If you're reading this, you probably use Qt for some reason or other. And if you use Qt, it's only a matter of time before you run into one of the 'pillars' of Qt 4: the Interview Framework, also known as model/view. If you need a little background, read on, otherwise, feel free to skim the next few paragraphs.

Interview is an approach to the problem where you have your data, and you keep it in two places: in your objects, and in your user interface. In more traditional techniques, you have your widgets, and you have your data, and you spend time keeping the two in sync, and it grows kind of organic and messy.

With model/view, you keep everything nicely separated, which is great. That having been said, Qt's implementation isn't really the easiest to use in the world, in some ways. One of my least favourite bits about it is on the view end: delegates. You see, if your UI is anything but plain, everyday, displays of a single string in a list, you'll have to write a delegate.

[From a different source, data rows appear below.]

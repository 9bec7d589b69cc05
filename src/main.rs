//! Entry point: parse the command line, join the bus in the requested
//! mode, and drive it to completion.
//!
//! Mode selection mirrors the deployment shapes of the harness:
//! long-running minion modes (`rpc-server`, `rpc-client`, `listener`,
//! `notifier`) serve until a controller broadcasts shutdown; the
//! `controller` mode drives one test against whatever minions answer
//! discovery; the `rpc` and `notify` standalone modes wire a full
//! topology in-process for loopback measurements.

use std::future::Future;
use std::sync::Arc;

use anyhow::{bail, Result};
use clap::Parser;
use tracing::error;

use bus_bench::bus::{LocalBus, MessageBus, Severity};
use bus_bench::cli::{self, Args, Executor, Mode, NotifyTestArgs, RpcTestArgs, TestKind};
use bus_bench::controller::Controller;
use bus_bench::minion::{ListenerMinion, NotifierMinion, RpcClientMinion, RpcServerMinion};
use bus_bench::results::{self, TestReport};

#[tokio::main]
async fn main() -> Result<()> {
    let args = Args::parse();
    bus_bench::logging::init(args.debug);

    match &args.mode {
        Mode::Controller { test, args: pairs } => {
            run_controller(&args, test, pairs).await
        }
        Mode::Rpc {
            calls,
            length,
            cast,
            executor,
        } => run_rpc_standalone(&args, *calls, *length, *cast, *executor).await,
        Mode::Notify {
            calls,
            length,
            severity,
        } => run_notify_standalone(&args, *calls, *length, *severity).await,
        Mode::RpcServer { executor } => {
            let executor = *executor;
            let bus = connect_bus(&args.url)?;
            let server = RpcServerMinion::start(bus, &args.topic, executor).await?;
            Ok(server.run().await?)
        }
        Mode::RpcClient => {
            let bus = connect_bus(&args.url)?;
            let client = RpcClientMinion::start(bus, &args.topic).await?;
            Ok(client.run().await?)
        }
        Mode::Listener => {
            let bus = connect_bus(&args.url)?;
            let listener = ListenerMinion::start(bus, &args.topic).await?;
            Ok(listener.run().await?)
        }
        Mode::Notifier => {
            let bus = connect_bus(&args.url)?;
            let notifier = NotifierMinion::start(bus, &args.topic).await?;
            Ok(notifier.run().await?)
        }
    }
}

/// Resolve the bus URL to a transport.
fn connect_bus(url: &str) -> Result<Arc<dyn MessageBus>> {
    match url.split_once("://") {
        Some(("local", _)) => Ok(Arc::new(LocalBus::new())),
        _ => bail!(
            "unsupported bus url {:?}; the built-in transport is local:// \
             (external brokers plug in behind the MessageBus trait)",
            url
        ),
    }
}

/// What a validated `controller` invocation will dispatch.
enum Plan {
    Rpc(TestKind, RpcTestArgs),
    Notify(NotifyTestArgs),
    Shutdown,
}

/// Drive one test against already-running minions.
async fn run_controller(args: &Args, test: &str, pairs: &[String]) -> Result<()> {
    // Validate the test name and its arguments before touching the bus.
    let kind = TestKind::parse(test)?;
    let plan = match kind {
        TestKind::RpcCall | TestKind::RpcCast => Plan::Rpc(kind, cli::parse_rpc_test_args(pairs)?),
        TestKind::Notify => Plan::Notify(cli::parse_notify_test_args(pairs)?),
        TestKind::Shutdown => Plan::Shutdown,
    };

    let bus = connect_bus(&args.url)?;
    let controller = Controller::connect(bus, &args.topic, args.timeout).await?;

    match plan {
        Plan::Rpc(TestKind::RpcCall, rpc) => {
            let report = controller
                .run_call_test(rpc.calls, rpc.length, args.debug)
                .await?;
            emit_report(args, &report)?;
        }
        Plan::Rpc(_, rpc) => {
            let report = controller
                .run_cast_test(rpc.calls, rpc.length, args.debug)
                .await?;
            emit_report(args, &report)?;
        }
        Plan::Notify(notify) => {
            let report = controller
                .run_notify_test(
                    notify.calls,
                    notify.length,
                    notify.severity,
                    notify.verbose || args.debug,
                )
                .await?;
            emit_report(args, &report)?;
        }
        Plan::Shutdown => {
            controller.shutdown().await?;
        }
    }
    Ok(())
}

/// Standalone RPC test: server, client and controller in one process.
async fn run_rpc_standalone(
    args: &Args,
    calls: u64,
    length: usize,
    cast: bool,
    executor: Executor,
) -> Result<()> {
    cli::ensure_calls(calls)?;

    let bus = connect_bus(&args.url)?;
    let server = RpcServerMinion::start(bus.clone(), &args.topic, executor).await?;
    let server_task = tokio::spawn(supervise("rpc-server", server.run()));
    let client = RpcClientMinion::start(bus.clone(), &args.topic).await?;
    let client_task = tokio::spawn(supervise("rpc-client", client.run()));

    let controller = Controller::connect(bus, &args.topic, args.timeout).await?;
    let report = if cast {
        controller.run_cast_test(calls, length, args.debug).await?
    } else {
        controller.run_call_test(calls, length, args.debug).await?
    };
    emit_report(args, &report)?;

    controller.shutdown().await?;
    let _ = tokio::join!(server_task, client_task);
    Ok(())
}

/// Standalone notification test: listener, notifier and controller.
async fn run_notify_standalone(
    args: &Args,
    calls: u64,
    length: usize,
    severity: Severity,
) -> Result<()> {
    cli::ensure_calls(calls)?;

    let bus = connect_bus(&args.url)?;
    let listener = ListenerMinion::start(bus.clone(), &args.topic).await?;
    let listener_task = tokio::spawn(supervise("listener", listener.run()));
    let notifier = NotifierMinion::start(bus.clone(), &args.topic).await?;
    let notifier_task = tokio::spawn(supervise("notifier", notifier.run()));

    let controller = Controller::connect(bus, &args.topic, args.timeout).await?;
    let report = controller
        .run_notify_test(calls, length, severity, args.debug)
        .await?;
    emit_report(args, &report)?;

    controller.shutdown().await?;
    let _ = tokio::join!(listener_task, notifier_task);
    Ok(())
}

fn emit_report(args: &Args, report: &TestReport) -> Result<()> {
    println!();
    println!("{}", report);
    if let Some(path) = &args.output_file {
        results::write_report(path, report)?;
    }
    Ok(())
}

/// A minion task failing mid-run is a local fatal error for that
/// worker; the controller sees it as a non-reporter.
async fn supervise(role: &'static str, task: impl Future<Output = bus_bench::Result<()>>) {
    if let Err(e) = task.await {
        error!("{} minion failed: {}", role, e);
    }
}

When writing a delegate, you're pretty much left to your own devices in how you present your data, which is great flexibility - you can paint the 'mona lisa' as the background of all your items or whatever else your heart desires - but at the same time, it is very low level, meaning it is hard for new programmers to wrap their heads around, very easy to make mistakes, both in terms of rendering incorrectly, and really bad performance.

I've mused about this problem in my head for a long time, but more recently, I've had to approach it a few more times, in both FaceBrick and some things I'm working on at Collabora, which proved to be the final straw.

There has to be a better way than telling Qt how to paint everything and where and in what order, like FaceBrick currently does, which also involves a fair chunk of work to attain good performance. It's a daunting task.

QML (so I am informed) has similar principles to what I've applied here, but unfortunately, QML isn't quite ready for the prime time, both in that it requires Qt 4.7, and that it doesn't have a set of established platform widgets - which IMO it needs to prevent every application having to reinvent the wheel.

After some hacking last week, and a little more this week - (with partial thanks again to my employers, Collabora) - I've come up with my initial solution to this problem: QtWidgetListView.

Here's the test I wrote using it, in action on Maemo. The text above the line edits is retrieved from a model, and the line edits + button can be used to update the text, also using the model.

To use QtWidgetListView, here's a rough workflow:
  • Create your own widget subclass
    You can do this using Qt Designer, or write the C++ by hand if you feel like it.

    • Inherit from the QtModelWidget class.
    • Your constructor must be like the following:

      Q_INVOKABLE
          explicit TestWidget(QAbstractItemModel *model, QModelIndex index)

      (In particular, the Q_INVOKABLE and data types are very important)
    • Implement 'virtual void dataChanged()' from QtModelWidget

      This method is called when data in the model relating to your widget changed.

      You should set text on labels, hide/show components, etc here, fetching the data similarly to a delegate:

      m_ui->setText(model()->data(index(), Qt::DisplayRole));
  • Write your model (inheriting QAbstractListModel is the easiest way), making sure you emit the right signals (dataChanged(), etc).
  • Then, do something this:

    MyModel model;
    QtWidgetListView wlv;
    wlv.setMetaObject(&MyWidget::staticMetaObject());
    wlv.setModel(model);
    wlv.show();
And that's it. You should now see widgets created for each of the rows in your model.

Before I forget, I should note that this won't perform as well as delegates - generally speaking. In particular, it will require more RAM, especially if you have a lot of rows.

Now, if you stuck with me for the whole post (or if you skimmed to the bottom because the post was too long and boring..) - the source code for QtWidgetListView is available at http://github.com/rburchell/qt-interview-widgets - patches and feedback are welcome, and I hope you find it useful. My aim is to flesh things out a bit more and then consider talking to the Qxt folks to get this integrated.